In a randomized controlled trial of
amphotericin B-based
therapy for human immunodeficiency virus (HIV)-associated
cryptococcal meningitis in Thailand, we also compared the mycological efficacy, toxicity, and pharmacokinetics of oral versus intravenous
flucytosine at 100 mg/kg of
body weight/day for the initial 2 weeks. Half of 32 patients assigned to the two arms containing
flucytosine were randomized to oral and half to intravenous
flucytosine. Early fungicidal activity was determined from serial quantitative cultures of cerebrospinal fluid (CSF), and toxicity was assessed by clinical and laboratory monitoring.
Flucytosine and
fluorouracil concentrations in plasma and CSF were measured by high-performance liquid chromatography. No significant bone marrow or hepatotoxicity was seen, there was no detectable difference in bone marrow toxicity between patients on intravenous and those on oral formulation, and no patients discontinued treatment.

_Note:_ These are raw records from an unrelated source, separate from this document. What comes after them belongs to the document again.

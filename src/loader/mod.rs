//! Catalog loading from delimited tabular sources.
//!
//! The loader parses a CSV source (header row + data rows) into typed
//! [`ApplicationRecord`]s. Header-driven field mapping means extra columns are
//! ignored and missing optional columns simply yield `None` fields; column
//! order does not matter.
//!
//! # Failure model
//!
//! Loading is all-or-nothing at the source level: an unreadable file or a
//! structurally invalid CSV fails with [`CatalogError::Load`] and produces no
//! records. Row-level defects never abort the load: unparsable numerics
//! coerce to 0 and rows without a name are silently dropped (see
//! [`raw::RawRow::into_record`]).
//!
//! # Modules
//!
//! - [`raw`]: Strict intermediate row type and the coercion step
//! - [`enrich`]: Deterministic derived metadata (category, platform support)

pub mod enrich;
pub mod raw;

pub use raw::RawRow;

use crate::domain::error::{CatalogError, Result};
use crate::domain::ApplicationRecord;
use std::io::Read;
use std::path::Path;

/// Loads the catalog from a CSV file on disk.
///
/// Reads the whole file and delegates to [`load_reader`]. The returned records
/// preserve source row order, and every record is guaranteed to have a
/// non-empty name.
///
/// # Errors
///
/// Returns [`CatalogError::Load`] if the file cannot be read or the CSV is
/// structurally invalid. Partial results are never returned.
pub fn load_path(path: impl AsRef<Path>) -> Result<Vec<ApplicationRecord>> {
    let path = path.as_ref();
    tracing::debug!(path = ?path, "loading catalog");

    let file = std::fs::File::open(path)
        .map_err(|e| CatalogError::Load(format!("cannot open {}: {e}", path.display())))?;

    load_reader(file)
}

/// Loads the catalog from an in-memory CSV string.
///
/// # Errors
///
/// Returns [`CatalogError::Load`] if the CSV is structurally invalid.
pub fn load_str(source: &str) -> Result<Vec<ApplicationRecord>> {
    load_reader(source.as_bytes())
}

/// Loads the catalog from any reader producing CSV text.
///
/// Each data row is deserialized into a [`RawRow`], then validated and coerced
/// into an [`ApplicationRecord`]. Rows without a name are excluded from the
/// output without being counted or reported to callers; the exclusion is
/// covered by tests rather than surfaced at runtime.
///
/// # Errors
///
/// Returns [`CatalogError::Load`] if the reader fails or a row cannot be
/// deserialized at the CSV level (e.g. unbalanced quoting). Field-level
/// problems are repaired, not raised.
pub fn load_reader(reader: impl Read) -> Result<Vec<ApplicationRecord>> {
    let mut csv_reader = csv::ReaderBuilder::new()
        .trim(csv::Trim::All)
        .flexible(true)
        .from_reader(reader);

    let mut records = Vec::new();
    let mut dropped = 0usize;

    for row in csv_reader.deserialize::<RawRow>() {
        let raw = row.map_err(|e| CatalogError::Load(format!("malformed CSV row: {e}")))?;

        match raw.into_record() {
            Some(record) => records.push(record),
            None => dropped += 1,
        }
    }

    tracing::debug!(
        record_count = records.len(),
        dropped_rows = dropped,
        "catalog loaded"
    );

    Ok(records)
}

#[cfg(test)]
mod tests {
    use super::*;

    const SAMPLE: &str = "\
name,description,store_link,vendor_site,subscription_price,rating,platform
A,Keeps your disk clean,,https://a.example,0,90,Mac
B,Notes on the go,,,bad,80,\"Mac, iOS\"
,orphan row without a name,,,5,50,Web
C,Browser based editor,,,12.5,70,Web
";

    #[test]
    fn loads_records_in_source_order() {
        let records = load_str(SAMPLE).unwrap();
        let names: Vec<&str> = records.iter().map(|r| r.name.as_str()).collect();
        assert_eq!(names, vec!["A", "B", "C"]);
    }

    #[test]
    fn nameless_rows_are_silently_excluded() {
        let records = load_str(SAMPLE).unwrap();
        assert_eq!(records.len(), 3);
        assert!(records.iter().all(|r| !r.name.is_empty()));
    }

    #[test]
    fn unparsable_price_is_coerced_not_fatal() {
        let records = load_str(SAMPLE).unwrap();
        let b = records.iter().find(|r| r.name == "B").unwrap();
        assert_eq!(b.price, 0.0);
        assert_eq!(b.rating, 80.0);
    }

    #[test]
    fn load_is_idempotent() {
        let first = load_str(SAMPLE).unwrap();
        let second = load_str(SAMPLE).unwrap();
        assert_eq!(first, second);
    }

    #[test]
    fn extra_and_missing_columns_do_not_abort() {
        let source = "\
name,description,unknown_column
A,desc,whatever
";
        let records = load_str(source).unwrap();
        assert_eq!(records.len(), 1);
        assert_eq!(records[0].price, 0.0);
        assert!(records[0].store_link.is_none());
    }

    #[test]
    fn missing_file_is_a_load_error() {
        let err = load_path("/definitely/not/here.csv").unwrap_err();
        assert!(matches!(err, CatalogError::Load(_)));
    }

    #[test]
    fn enrichment_synthesizes_platform_support() {
        let records = load_str(SAMPLE).unwrap();
        let b = records.iter().find(|r| r.name == "B").unwrap();
        assert!(b.platform_support.contains_key("Mac"));
        assert!(b.platform_support.contains_key("iOS"));
        assert_eq!(
            b.system_requirements.as_deref(),
            Some("macOS 10.15 or later")
        );
    }
}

In patients receiving intravenous
flucytosine, the median 24-h area under the concentration-time curve was significantly higher than in the oral group. Despite this difference, there was no difference in early fungicidal activity between patients on intravenous compared with patients on oral
flucytosine. The results suggest that either formulation can be used safely at this dosage in a developing country setting, without
drug concentration monitoring. The bioavailability of the oral formulation may be reduced in late-stage HIV-infected patients in Thailand. Concentrations of
flucytosine with intravenous formulation at 100 mg/kg/day may be in excess of those required for maximal fungicidal activity.